How to prove a tighter bound $|\lambda_3-1| \leq \epsilon^2$ for an eigenvalue of $A$ with Gerschgorin's theorem and similar matrices?

Question

Given the following matrix $$A = \begin{bmatrix} 8 & 1 & 0\\ 1 & 4 & \epsilon\\ 0 & \epsilon & 1\\ \end{bmatrix}, |\epsilon| < 1.$$ Gerschgorin's theorem states that each of the $\lambda_i$ eigenvalues of A will be placed inside a circular disk with center $a_{i,i}$ and radius $\sum^n_{j = 1, j\neq i} |a_{i,j}|$. As a direct consequence, the lowest eigenvalue $\lambda_3$ of A is such that $|\lambda_3 -1| < \epsilon$.

However I'm now asked to prove the tighter bound $|\lambda_3-1| < \epsilon^2$ using diagonal similarity transformations. My initial idea was to use the first step of the QR algorithm for Hessemberg diagonalization as usual to obtain a similar matrix $A_1 = Q^*AQ$ (with $Q$ computed by Householder transformations) preserving the eigenvalues and hopefully the tighter bound appears using Gerschgorin's theorem once again. I've made some numerical tests using Octave for some particular $\epsilon$ and it seems to be indeed the case that $A_1$ satisfies the bound. The problem is that the exact computation of $Q$ and $A_1$ have been absolutely painful, specially when dealing with the unknown symbol $\epsilon$. I also tried to use a shift of $\rho = 1$ with no better results. So now I'm suspicious there is a simpler similarity transformation that could lead to the desired result.

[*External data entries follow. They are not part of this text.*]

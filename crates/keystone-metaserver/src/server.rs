use std::net::SocketAddr;
use std::sync::Arc;

use bytes::BytesMut;
use keystone_protocol::next_frame;
use tokio::io::{AsyncReadExt, AsyncWriteExt};
use tokio::net::{TcpListener, TcpStream};
use tokio::sync::Semaphore;
use tracing::{info, warn};

use crate::config::MetaServerConfig;
use crate::dataserver::DataServer;
use crate::error::ServerResult;
use crate::router::build_router;
use crate::session::ClientSession;

/// Keystone metaserver: the node protocol listener plus the admin HTTP
/// surface.
pub struct MetaServer {
    data: Arc<DataServer>,
}

impl MetaServer {
    pub fn new(config: MetaServerConfig) -> Self {
        Self {
            data: Arc::new(DataServer::new(config)),
        }
    }

    pub fn with_data_server(data: Arc<DataServer>) -> Self {
        Self { data }
    }

    pub fn config(&self) -> &MetaServerConfig {
        self.data.config()
    }

    pub fn data_server(&self) -> &Arc<DataServer> {
        &self.data
    }

    /// Build the admin router (useful for testing).
    pub fn router(&self) -> axum::Router {
        build_router(self.data.clone())
    }

    /// Bind both listeners and serve until the node listener fails.
    pub async fn serve(self) -> ServerResult<()> {
        if let Some(admin_addr) = self.config().admin_addr {
            let listener = TcpListener::bind(admin_addr).await?;
            info!("metaserver admin listening on {admin_addr}");
            let app = self.router();
            tokio::spawn(async move {
                if let Err(e) = axum::serve(listener, app).await {
                    warn!(error = %e, "admin server stopped");
                }
            });
        }
        let bind_addr = self.config().bind_addr;
        let listener = TcpListener::bind(bind_addr).await?;
        info!("metaserver listening on {bind_addr}");
        self.run(listener).await
    }

    /// Accept node connections on an already bound listener.
    pub async fn run(self, listener: TcpListener) -> ServerResult<()> {
        let slots = Arc::new(Semaphore::new(self.config().max_connections));
        loop {
            let (stream, peer) = listener.accept().await?;
            let Ok(permit) = slots.clone().try_acquire_owned() else {
                warn!(%peer, "connection limit reached, refusing node");
                drop(stream);
                continue;
            };
            let data = self.data.clone();
            tokio::spawn(async move {
                serve_connection(data, stream, peer).await;
                drop(permit);
            });
        }
    }
}

/// Run one node connection to completion, then release everything the node
/// held.
pub async fn serve_connection(data: Arc<DataServer>, stream: TcpStream, peer: SocketAddr) {
    let node = data.register_node(Some(peer));
    let mut session = ClientSession::new(data.clone(), node);
    if let Err(e) = pump(&mut session, stream).await {
        warn!(%node, %peer, error = %e, "closing node connection");
    }
    data.disconnect(node);
}

async fn pump(session: &mut ClientSession, stream: TcpStream) -> ServerResult<()> {
    let _ = stream.set_nodelay(true);
    let (mut reader, mut writer) = stream.into_split();
    let mut buf = BytesMut::with_capacity(4096);
    let mut out = BytesMut::new();
    loop {
        if reader.read_buf(&mut buf).await? == 0 {
            return Ok(());
        }
        while let Some(frame) = next_frame(&mut buf) {
            if let Some(response) = session.handle_frame(&frame)? {
                out.extend_from_slice(&response.encode()?);
            }
        }
        if !out.is_empty() {
            writer.write_all(&out).await?;
            out.clear();
        }
    }
}

#[cfg(test)]
mod tests {
    use super::*;
    use keystone_protocol::{opcode, DataClient, DataOutcome, Request, Response, PROTOCOL_VERSION};
    use keystone_data::{run_transaction, DataConfig, DataContext, SerializationRegistry, TxOutcome};
    use keystone_protocol::{BlockingDataClient, RemoteStorageEngine};
    use keystone_types::{Changeset, Oid};
    use std::time::Duration;

    async fn start() -> (SocketAddr, Arc<DataServer>) {
        let config = MetaServerConfig {
            lock_retry_after_ms: 5,
            ..MetaServerConfig::default()
        };
        let server = MetaServer::new(config);
        let data = server.data_server().clone();
        let listener = TcpListener::bind("127.0.0.1:0").await.unwrap();
        let addr = listener.local_addr().unwrap();
        tokio::spawn(server.run(listener));
        (addr, data)
    }

    async fn node(addr: SocketAddr) -> DataClient {
        let mut client = DataClient::connect(addr).await.unwrap();
        client.login(None).await.unwrap();
        client
    }

    /// Poll for a write lock, failing after about a second.
    async fn eventually_granted(client: &mut DataClient, oid: Oid) -> DataOutcome {
        for _ in 0..100 {
            let outcome = client.request_object("mw", oid, true).await.unwrap();
            if matches!(outcome, DataOutcome::Granted(_)) {
                return outcome;
            }
            tokio::time::sleep(Duration::from_millis(10)).await;
        }
        panic!("lock never granted");
    }

    #[test]
    fn server_construction() {
        let server = MetaServer::new(MetaServerConfig::default());
        assert_eq!(server.config().bind_addr, "127.0.0.1:44530".parse().unwrap());
        let _router = server.router();
    }

    #[tokio::test]
    async fn denied_until_holder_releases() {
        let (addr, _) = start().await;
        let mut a = node(addr).await;
        let mut b = node(addr).await;
        let oid = Oid::new(42);

        assert!(matches!(a.request_object("mw", oid, true).await.unwrap(), DataOutcome::Granted(None)));
        assert_eq!(
            b.request_object("mw", oid, true).await.unwrap(),
            DataOutcome::Denied { retry_after_ms: 5 }
        );

        a.release_object("mw", oid).await.unwrap();
        eventually_granted(&mut b, oid).await;
    }

    #[tokio::test]
    async fn changeset_clears_locks_without_disconnect() {
        let (addr, data) = start().await;
        let mut a = node(addr).await;
        let mut b = node(addr).await;
        let key = Oid::new(7);

        assert!(matches!(a.request_object("mw", key, true).await.unwrap(), DataOutcome::Granted(None)));
        let mut changeset = Changeset::new("mw");
        changeset.write_object(key, b"state".to_vec());
        assert!(a.submit_changeset(&changeset).await.unwrap());

        assert_eq!(
            b.request_object("mw", key, true).await.unwrap(),
            DataOutcome::Granted(Some(b"state".to_vec()))
        );
        assert_eq!(data.node_count(), 2);
    }

    #[tokio::test]
    async fn disconnect_releases_held_locks() {
        let (addr, data) = start().await;
        let mut a = node(addr).await;
        let mut b = node(addr).await;
        let key = Oid::new(8);

        assert!(matches!(a.request_object("mw", key, true).await.unwrap(), DataOutcome::Granted(None)));
        assert!(matches!(b.request_object("mw", key, true).await.unwrap(), DataOutcome::Denied { .. }));

        drop(a);
        eventually_granted(&mut b, key).await;
        assert_eq!(data.node_count(), 1);
    }

    #[tokio::test]
    async fn malformed_frame_leaves_connection_usable() {
        let (addr, _) = start().await;
        let mut stream = TcpStream::connect(addr).await.unwrap();
        let mut bytes = Request::Login {
            version: PROTOCOL_VERSION,
            admin_url: None,
        }
        .encode()
        .unwrap();
        // REQUEST_OBJECT with a truncated payload, then an unknown opcode.
        bytes.extend_from_slice(&[0x00, 0x02, opcode::REQUEST_OBJECT, b'm', b'w']);
        bytes.extend_from_slice(&[0x00, 0x00, 0xEE]);
        bytes.extend_from_slice(&Request::RequestOids { app: "mw".into() }.encode().unwrap());
        stream.write_all(&bytes).await.unwrap();

        let mut buf = BytesMut::new();
        let frame = loop {
            if let Some(frame) = next_frame(&mut buf) {
                break frame;
            }
            assert!(stream.read_buf(&mut buf).await.unwrap() > 0, "connection closed");
        };
        let Response::Oids(block) = Response::decode(&frame).unwrap() else {
            panic!("expected an oid block");
        };
        assert_eq!(block.start, Oid::new(0));
        assert!(buf.is_empty());
    }

    #[tokio::test]
    async fn oid_requests_share_one_counter() {
        let (addr, _) = start().await;
        let mut a = node(addr).await;
        let mut b = node(addr).await;
        let first = a.request_oids("mw").await.unwrap();
        let second = b.request_oids("mw").await.unwrap();
        assert!(first.is_disjoint(&second));
        assert!(first.start < second.start);
    }

    /// Metaserver on its own runtime, so blocking node clients can run on
    /// the test thread.
    fn start_background() -> (tokio::runtime::Runtime, SocketAddr) {
        let runtime = tokio::runtime::Builder::new_multi_thread()
            .worker_threads(2)
            .enable_all()
            .build()
            .unwrap();
        let server = MetaServer::new(MetaServerConfig::default());
        let listener = runtime.block_on(TcpListener::bind("127.0.0.1:0")).unwrap();
        let addr = listener.local_addr().unwrap();
        runtime.spawn(server.run(listener));
        (runtime, addr)
    }

    fn node_context(addr: SocketAddr) -> (Arc<RemoteStorageEngine>, DataContext) {
        let client = Arc::new(BlockingDataClient::connect(addr, None).unwrap());
        let engine = Arc::new(RemoteStorageEngine::new(client));
        let mut registry = SerializationRegistry::new();
        registry.register_type::<String>("string").unwrap();
        let config = DataConfig {
            max_attempts: 1,
            retry_backoff_ms: 0,
            ..DataConfig::default()
        };
        let ctx = Arc::clone(&engine)
            .open_context("mw", Arc::new(registry), config)
            .unwrap();
        (engine, ctx)
    }

    #[test]
    fn nodes_read_each_others_commits() {
        let (_runtime, addr) = start_background();
        let (engine_a, a) = node_context(addr);
        let (engine_b, b) = node_context(addr);

        let ada = run_transaction(&a, |tx| {
            let r = tx.create_reference("ada's save".to_string())?;
            tx.set_binding("ada", r)?;
            Ok(r)
        })
        .into_result()
        .unwrap();
        assert_eq!(engine_a.held_locks(), 0);

        let mut tx = b.begin().unwrap();
        let seen = tx.get_binding::<String>("ada").unwrap().unwrap();
        assert_eq!(seen.oid(), ada.oid());
        assert_eq!(tx.dereference(seen).unwrap(), "ada's save");
        let bob = tx.create_reference("bob's save".to_string()).unwrap();
        tx.set_binding("ada", bob).unwrap();
        tx.commit().unwrap();
        assert_eq!(engine_b.held_locks(), 0);
        assert_ne!(bob.oid(), ada.oid());

        let mut tx = a.begin().unwrap();
        assert_eq!(tx.get_binding_oid("ada").unwrap(), Some(bob.oid()));
        assert_eq!(tx.dereference(bob).unwrap(), "bob's save");
        tx.rollback();
        assert_eq!(engine_a.held_locks(), 0);
    }

    #[test]
    fn node_is_denied_while_another_holds_the_object() {
        let (_runtime, addr) = start_background();
        let (_engine_a, a) = node_context(addr);
        let (engine_b, b) = node_context(addr);
        let score = run_transaction(&a, |tx| {
            let r = tx.create_reference("0".to_string())?;
            tx.set_binding("score", r)?;
            Ok(r)
        })
        .into_result()
        .unwrap();

        let mut holder = a.begin().unwrap();
        holder.dereference_mut(score).unwrap().push('1');

        let denied = run_transaction(&b, |tx| {
            tx.dereference_mut(score)?.push('2');
            Ok(())
        });
        assert!(matches!(denied, TxOutcome::RetryableConflict { attempts: 1, .. }));
        assert_eq!(engine_b.held_locks(), 0);

        holder.commit().unwrap();
        let retried = run_transaction(&b, |tx| {
            tx.dereference_mut(score)?.push('2');
            Ok(())
        });
        assert!(retried.is_committed());

        let mut tx = a.begin().unwrap();
        assert_eq!(tx.dereference(score).unwrap(), "012");
    }

    #[test]
    fn binding_scan_merges_uncommitted_changes() {
        let (_runtime, addr) = start_background();
        let (_engine_a, a) = node_context(addr);
        let (engine_b, b) = node_context(addr);
        run_transaction(&a, |tx| {
            for name in ["p.a", "p.b", "p.c"] {
                let r = tx.create_reference(name.to_string())?;
                tx.set_binding(name, r)?;
            }
            Ok(())
        })
        .into_result()
        .unwrap();

        let mut tx = b.begin().unwrap();
        tx.remove_binding("p.b").unwrap();
        let r = tx.create_reference("p.bb".to_string()).unwrap();
        tx.set_binding("p.bb", r).unwrap();
        let mut names = Vec::new();
        let mut cursor: Option<String> = None;
        while let Some(name) = tx.next_binding(cursor.as_deref()).unwrap() {
            names.push(name.clone());
            cursor = Some(name);
        }
        assert_eq!(names, ["p.a", "p.bb", "p.c"]);
        tx.rollback();
        assert_eq!(engine_b.held_locks(), 0);
    }
}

Any suggestions would be highly appreciated.

Answer 1

Subtract off the identity matrix so the upper left term is now $7.$ The characteristic polynomial is now $$ x^3 - 10 x^2 + (20 -\epsilon^2)x + 7 \epsilon^2 $$

We wish to show that this has a root near zero, between $- \epsilon^2$ and $\epsilon^2.$ I guess we take $\epsilon \neq 0$ and treat that as a separate case.

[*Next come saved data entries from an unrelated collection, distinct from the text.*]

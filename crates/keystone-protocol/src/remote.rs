use std::net::SocketAddr;
use std::sync::{Arc, Mutex};

use keystone_oids::{OidAllocationStrategy, OidError, OidResult};
use keystone_types::{Changeset, Oid, OidBlock};
use tokio::runtime::{Builder, Runtime};
use tracing::debug;

use crate::client::DataClient;
use crate::error::{ProtocolError, ProtocolResult};
use crate::message::DataOutcome;

/// Synchronous facade over [`DataClient`] with its own single-threaded
/// runtime.
///
/// Meant for the data layer's blocking seams; calling it from inside another
/// tokio runtime panics.
pub struct BlockingDataClient {
    runtime: Runtime,
    client: Mutex<DataClient>,
}

impl BlockingDataClient {
    /// Connect and log in.
    pub fn connect(addr: SocketAddr, admin_url: Option<&str>) -> ProtocolResult<Self> {
        let runtime = Builder::new_current_thread().enable_all().build()?;
        let client = runtime.block_on(async {
            let mut client = DataClient::connect(addr).await?;
            client.login(admin_url).await?;
            Ok::<_, ProtocolError>(client)
        })?;
        debug!(%addr, "blocking metaserver client ready");
        Ok(Self {
            runtime,
            client: Mutex::new(client),
        })
    }

    pub fn request_oids(&self, app: &str) -> ProtocolResult<OidBlock> {
        let mut client = self.client.lock().expect("lock poisoned");
        self.runtime.block_on(client.request_oids(app))
    }

    pub fn request_object(&self, app: &str, oid: Oid, for_write: bool) -> ProtocolResult<DataOutcome> {
        let mut client = self.client.lock().expect("lock poisoned");
        self.runtime.block_on(client.request_object(app, oid, for_write))
    }

    pub fn request_binding(&self, app: &str, name: &str, for_write: bool) -> ProtocolResult<DataOutcome> {
        let mut client = self.client.lock().expect("lock poisoned");
        self.runtime.block_on(client.request_binding(app, name, for_write))
    }

    pub fn request_next_binding(&self, app: &str, key: Option<&str>) -> ProtocolResult<DataOutcome> {
        let mut client = self.client.lock().expect("lock poisoned");
        self.runtime.block_on(client.request_next_binding(app, key))
    }

    pub fn submit_changeset(&self, changeset: &Changeset) -> ProtocolResult<bool> {
        let mut client = self.client.lock().expect("lock poisoned");
        self.runtime.block_on(client.submit_changeset(changeset))
    }

    pub fn release_object(&self, app: &str, oid: Oid) -> ProtocolResult<()> {
        let mut client = self.client.lock().expect("lock poisoned");
        self.runtime.block_on(client.release_object(app, oid))
    }

    pub fn release_binding(&self, app: &str, name: &str) -> ProtocolResult<()> {
        let mut client = self.client.lock().expect("lock poisoned");
        self.runtime.block_on(client.release_binding(app, name))
    }

    pub fn release_binding_range(&self, app: &str, from: Option<&str>, to: Option<&str>) -> ProtocolResult<()> {
        let mut client = self.client.lock().expect("lock poisoned");
        self.runtime.block_on(client.release_binding_range(app, from, to))
    }
}

/// Oid blocks reserved by the metaserver on behalf of one application.
pub struct RemoteOidStrategy {
    client: Arc<BlockingDataClient>,
    app: String,
}

impl RemoteOidStrategy {
    pub fn new(client: Arc<BlockingDataClient>, app: impl Into<String>) -> Self {
        Self {
            client,
            app: app.into(),
        }
    }
}

impl OidAllocationStrategy for RemoteOidStrategy {
    fn reserve_block(&self) -> OidResult<OidBlock> {
        self.client
            .request_oids(&self.app)
            .map_err(|e| OidError::Remote(e.to_string()))
    }
}

#[cfg(test)]
mod tests {
    use super::*;
    use crate::codec::next_frame;
    use crate::message::{Request, Response};
    use bytes::BytesMut;
    use std::io::{Read, Write};
    use std::net::TcpListener;
    use std::sync::atomic::{AtomicU64, Ordering};
    use std::thread;

    /// Blocking fake metaserver: consecutive 10-oid blocks, rejects empty
    /// changesets.
    fn fake_metaserver() -> SocketAddr {
        let listener = TcpListener::bind("127.0.0.1:0").unwrap();
        let addr = listener.local_addr().unwrap();
        thread::spawn(move || {
            let (mut socket, _) = listener.accept().unwrap();
            let next = AtomicU64::new(0);
            let mut buf = BytesMut::new();
            let mut chunk = [0u8; 1024];
            loop {
                while let Some(frame) = next_frame(&mut buf) {
                    let response = match Request::decode(&frame).unwrap() {
                        Request::RequestOids { .. } => {
                            let start = next.fetch_add(10, Ordering::SeqCst);
                            Response::Oids(OidBlock::new(Oid::new(start), 10).unwrap())
                        }
                        Request::SubmitChangeset(changeset) => Response::Changeset {
                            accepted: !changeset.is_empty(),
                            app: changeset.app,
                        },
                        _ => continue,
                    };
                    socket.write_all(&response.encode().unwrap()).unwrap();
                }
                match socket.read(&mut chunk) {
                    Ok(0) | Err(_) => return,
                    Ok(n) => buf.extend_from_slice(&chunk[..n]),
                }
            }
        });
        addr
    }

    #[test]
    fn remote_strategy_reserves_consecutive_blocks() {
        let client = Arc::new(BlockingDataClient::connect(fake_metaserver(), None).unwrap());
        let strategy = RemoteOidStrategy::new(client, "mw");
        let first = strategy.reserve_block().unwrap();
        let second = strategy.reserve_block().unwrap();
        assert_eq!(first.start, Oid::new(0));
        assert_eq!(second.start, Oid::new(10));
        assert!(first.is_disjoint(&second));
    }

    #[test]
    fn changeset_acceptance_is_reported() {
        let client = BlockingDataClient::connect(fake_metaserver(), Some("http://node:1")).unwrap();
        let mut changeset = Changeset::new("mw");
        changeset.write_object(Oid::new(4), vec![1, 2, 3]);
        assert!(client.submit_changeset(&changeset).unwrap());
        assert!(!client.submit_changeset(&Changeset::new("mw")).unwrap());
    }

    #[test]
    fn unreachable_metaserver_fails_connect() {
        let listener = TcpListener::bind("127.0.0.1:0").unwrap();
        let addr = listener.local_addr().unwrap();
        drop(listener);
        assert!(BlockingDataClient::connect(addr, None).is_err());
    }
}
use keystone_types::OidBlock;

use crate::error::OidResult;

/// Source of oid blocks.
///
/// Implementations must guarantee that blocks returned by distinct calls are
/// pairwise disjoint and strictly increasing, and that the reservation is
/// durable before the block is returned.
pub trait OidAllocationStrategy: Send + Sync {
    fn reserve_block(&self) -> OidResult<OidBlock>;
}
use std::collections::{BTreeMap, HashMap, HashSet};
use std::ops::Bound;
use std::sync::atomic::{AtomicU64, Ordering};
use std::sync::{Arc, Mutex, RwLock};
use std::time::{Duration, Instant};

use tracing::{debug, trace};

use crate::error::{RollbackReason, StoreError, StoreResult};
use crate::traits::{StorageEngine, StorageTransaction, Store};

type StoreKey = (u32, Vec<u8>);

/// Committed state: an immutable map shared with open snapshots, plus the
/// commit version at which each key last changed (deletes included).
struct Committed {
    data: Arc<BTreeMap<StoreKey, Vec<u8>>>,
    modified_at: HashMap<StoreKey, u64>,
    version: u64,
}

struct EngineState {
    committed: RwLock<Committed>,
    stores: RwLock<HashMap<String, Store>>,
    /// Write intents: key -> id of the transaction holding it.
    intents: Mutex<HashMap<StoreKey, u64>>,
    next_tx: AtomicU64,
}

/// In-memory, `BTreeMap`-based storage engine.
///
/// Intended for tests, embedding, and the coordination server's canonical
/// store. Transactions read from a copy-on-write snapshot taken at begin time;
/// writes are buffered locally and published atomically on commit. The first
/// transaction to take a write intent on a key wins; any other transaction that
/// touches the key for update, or whose snapshot predates a committed change to
/// it, becomes rollback-only with [`RollbackReason::Conflict`].
#[derive(Clone)]
pub struct InMemoryStorageEngine {
    state: Arc<EngineState>,
}

impl InMemoryStorageEngine {
    /// Create a new empty engine.
    pub fn new() -> Self {
        Self {
            state: Arc::new(EngineState {
                committed: RwLock::new(Committed {
                    data: Arc::new(BTreeMap::new()),
                    modified_at: HashMap::new(),
                    version: 0,
                }),
                stores: RwLock::new(HashMap::new()),
                intents: Mutex::new(HashMap::new()),
                next_tx: AtomicU64::new(1),
            }),
        }
    }

    /// Number of committed keys across all stores.
    pub fn len(&self) -> usize {
        self.state.committed.read().expect("lock poisoned").data.len()
    }

    /// Returns `true` if no keys have been committed.
    pub fn is_empty(&self) -> bool {
        self.len() == 0
    }

    /// Committed key/value pairs of one store, in key order.
    pub fn entries(&self, store: &Store) -> Vec<(Vec<u8>, Vec<u8>)> {
        let committed = self.state.committed.read().expect("lock poisoned");
        committed
            .data
            .range(store_range(store, None))
            .map(|((_, k), v)| (k.clone(), v.clone()))
            .collect()
    }

    /// Number of write intents currently held by open transactions.
    pub fn open_intents(&self) -> usize {
        self.state.intents.lock().expect("lock poisoned").len()
    }

    fn start(&self, deadline: Option<Instant>) -> Box<dyn StorageTransaction> {
        let committed = self.state.committed.read().expect("lock poisoned");
        let id = self.state.next_tx.fetch_add(1, Ordering::Relaxed);
        trace!(tx = id, version = committed.version, "storage transaction begin");
        Box::new(InMemoryTransaction {
            id,
            state: Arc::clone(&self.state),
            snapshot: Arc::clone(&committed.data),
            snapshot_version: committed.version,
            writes: BTreeMap::new(),
            intents: HashSet::new(),
            deadline,
            rollback: None,
        })
    }
}

impl Default for InMemoryStorageEngine {
    fn default() -> Self {
        Self::new()
    }
}

impl StorageEngine for InMemoryStorageEngine {
    fn open_store(&self, name: &str) -> StoreResult<Store> {
        let mut stores = self.state.stores.write().expect("lock poisoned");
        let next_id = stores.len() as u32;
        let store = stores
            .entry(name.to_string())
            .or_insert_with(|| Store::new(next_id, name));
        Ok(store.clone())
    }

    fn begin(&self) -> StoreResult<Box<dyn StorageTransaction>> {
        Ok(self.start(None))
    }

    fn begin_timed(&self, timeout: Duration) -> StoreResult<Box<dyn StorageTransaction>> {
        Ok(self.start(Some(Instant::now() + timeout)))
    }
}

impl std::fmt::Debug for InMemoryStorageEngine {
    fn fmt(&self, f: &mut std::fmt::Formatter<'_>) -> std::fmt::Result {
        f.debug_struct("InMemoryStorageEngine")
            .field("key_count", &self.len())
            .finish()
    }
}

fn store_range(store: &Store, after: Option<&[u8]>) -> (Bound<StoreKey>, Bound<StoreKey>) {
    let lower = match after {
        Some(key) => Bound::Excluded((store.id(), key.to_vec())),
        None => Bound::Included((store.id(), Vec::new())),
    };
    let upper = match store.id().checked_add(1) {
        Some(next) => Bound::Excluded((next, Vec::new())),
        None => Bound::Unbounded,
    };
    (lower, upper)
}

/// A transaction against an [`InMemoryStorageEngine`].
pub struct InMemoryTransaction {
    id: u64,
    state: Arc<EngineState>,
    snapshot: Arc<BTreeMap<StoreKey, Vec<u8>>>,
    snapshot_version: u64,
    /// Buffered writes; `None` marks a delete.
    writes: BTreeMap<StoreKey, Option<Vec<u8>>>,
    intents: HashSet<StoreKey>,
    deadline: Option<Instant>,
    rollback: Option<RollbackReason>,
}

impl InMemoryTransaction {
    fn check_live(&mut self) -> StoreResult<()> {
        if let Some(reason) = self.rollback {
            return Err(StoreError::RollbackOnly(reason));
        }
        if let Some(deadline) = self.deadline {
            if Instant::now() >= deadline {
                debug!(tx = self.id, "storage transaction deadline elapsed");
                self.rollback = Some(RollbackReason::Timeout);
                return Err(StoreError::Timeout);
            }
        }
        Ok(())
    }

    fn visible(&self, key: &StoreKey) -> Option<Vec<u8>> {
        match self.writes.get(key) {
            Some(write) => write.clone(),
            None => self.snapshot.get(key).cloned(),
        }
    }

    fn conflict(&mut self, store: &Store, key: &[u8]) -> StoreError {
        debug!(tx = self.id, store = store.name(), key = %hex::encode(key), "write conflict");
        self.rollback = Some(RollbackReason::Conflict);
        StoreError::Conflict {
            store: store.name().to_string(),
            key: hex::encode(key),
        }
    }

    fn acquire_intent(&mut self, store: &Store, key: &[u8]) -> StoreResult<StoreKey> {
        let store_key = (store.id(), key.to_vec());
        if self.intents.contains(&store_key) {
            return Ok(store_key);
        }

        let held_elsewhere = {
            let mut intents = self.state.intents.lock().expect("lock poisoned");
            match intents.get(&store_key) {
                Some(holder) if *holder != self.id => true,
                _ => {
                    intents.insert(store_key.clone(), self.id);
                    false
                }
            }
        };
        if held_elsewhere {
            return Err(self.conflict(store, key));
        }
        self.intents.insert(store_key.clone());

        let changed_since_snapshot = {
            let committed = self.state.committed.read().expect("lock poisoned");
            committed
                .modified_at
                .get(&store_key)
                .is_some_and(|version| *version > self.snapshot_version)
        };
        if changed_since_snapshot {
            return Err(self.conflict(store, key));
        }
        Ok(store_key)
    }

    fn release_intents(&mut self) {
        if self.intents.is_empty() {
            return;
        }
        let mut intents = self.state.intents.lock().expect("lock poisoned");
        for key in self.intents.drain() {
            if intents.get(&key) == Some(&self.id) {
                intents.remove(&key);
            }
        }
    }
}

impl StorageTransaction for InMemoryTransaction {
    fn get(&mut self, store: &Store, key: &[u8]) -> StoreResult<Option<Vec<u8>>> {
        self.check_live()?;
        Ok(self.visible(&(store.id(), key.to_vec())))
    }

    fn get_for_update(&mut self, store: &Store, key: &[u8]) -> StoreResult<Option<Vec<u8>>> {
        self.check_live()?;
        let store_key = self.acquire_intent(store, key)?;
        Ok(self.visible(&store_key))
    }

    fn put(&mut self, store: &Store, key: &[u8], value: &[u8]) -> StoreResult<()> {
        self.check_live()?;
        let store_key = self.acquire_intent(store, key)?;
        self.writes.insert(store_key, Some(value.to_vec()));
        Ok(())
    }

    fn delete(&mut self, store: &Store, key: &[u8]) -> StoreResult<bool> {
        self.check_live()?;
        let store_key = self.acquire_intent(store, key)?;
        let existed = self.visible(&store_key).is_some();
        self.writes.insert(store_key, None);
        Ok(existed)
    }

    fn next_key(&mut self, store: &Store, key: Option<&[u8]>) -> StoreResult<Option<Vec<u8>>> {
        self.check_live()?;
        let range = store_range(store, key);

        let from_snapshot = self
            .snapshot
            .range(range.clone())
            .map(|(k, _)| k)
            .find(|k| !matches!(self.writes.get(*k), Some(None)));
        let from_writes = self
            .writes
            .range(range)
            .find(|(_, v)| v.is_some())
            .map(|(k, _)| k);

        let next = match (from_snapshot, from_writes) {
            (Some(a), Some(b)) => Some(a.min(b)),
            (a, b) => a.or(b),
        };
        Ok(next.map(|(_, k)| k.clone()))
    }

    fn prepare(&mut self) -> StoreResult<()> {
        self.check_live()
    }

    fn commit(mut self: Box<Self>) -> StoreResult<()> {
        self.check_live()?;
        let writes = std::mem::take(&mut self.writes);
        if !writes.is_empty() {
            let mut committed = self.state.committed.write().expect("lock poisoned");
            committed.version += 1;
            let version = committed.version;
            let data = Arc::make_mut(&mut committed.data);
            let mut touched = Vec::with_capacity(writes.len());
            for (key, write) in writes {
                match write {
                    Some(value) => {
                        data.insert(key.clone(), value);
                    }
                    None => {
                        data.remove(&key);
                    }
                }
                touched.push(key);
            }
            for key in touched {
                committed.modified_at.insert(key, version);
            }
            trace!(tx = self.id, version, "storage transaction committed");
        }
        self.release_intents();
        Ok(())
    }

    fn rollback(mut self: Box<Self>) {
        trace!(tx = self.id, "storage transaction rolled back");
        self.writes.clear();
        self.release_intents();
    }

    fn mark_rollback(&mut self, reason: RollbackReason) {
        self.rollback.get_or_insert(reason);
    }

    fn rollback_reason(&self) -> Option<RollbackReason> {
        self.rollback
    }
}

impl Drop for InMemoryTransaction {
    fn drop(&mut self) {
        self.release_intents();
    }
}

The value of the characteristic polynomial when $x = \epsilon^2$ is $$ \epsilon^2 \left( 27 - 11 \epsilon^2 + \epsilon^4 \right) $$ which is positive, as $\epsilon^2 < 1.$

The value of the characteristic polynomial when $x = - \epsilon^2$ is $$ -\epsilon^2 \left( 13 +9 \epsilon^2 + \epsilon^4 \right) $$ which is negative, as $\epsilon^2 < 1.$

Te characteristic polynomial is continuous in $x,$ thus it has a root with $$ - \epsilon^2 < x < \epsilon^2 $$

The original matrix has an eigenvalue $x$ with $$ 1- \epsilon^2 < x < 1 +\epsilon^2 $$

ADDED: As Robert points out, we can simply evaluate the shifted characteristic polynomial $ x^3 - 10 x^2 + (20 -\epsilon^2)x + 7 \epsilon^2 $ at $x = t \epsilon^2,$ with $t$ real. When $t=0$ we get (positive) $7 \epsilon^2.$ There is some cancellation available if we take $t = -\frac{7}{20},$ and the polynomial comes out as $$ \epsilon^2 \left( - \frac{350}{400} \epsilon^2 - \frac{343}{8000} \epsilon^4\right) $$ which is negative. Thus the shifted eigenvalue is between $-\frac{7}{20} \epsilon^2$ and $0,$ the original eigenvalue between $1-\frac{7}{20} \epsilon^2$ and $1.$

Answer 2

One of the purposes of the question was to apply similarity transformations (which preserves eigenvalues) and Gerschgorin's theorem, so I'm posting an alternative to the accepted answer. As suggested by @user8675309, the problem may also be solved using a similarity transformation $A \mapsto D^{-1}AD$ with $D$ being a diagonal matrix.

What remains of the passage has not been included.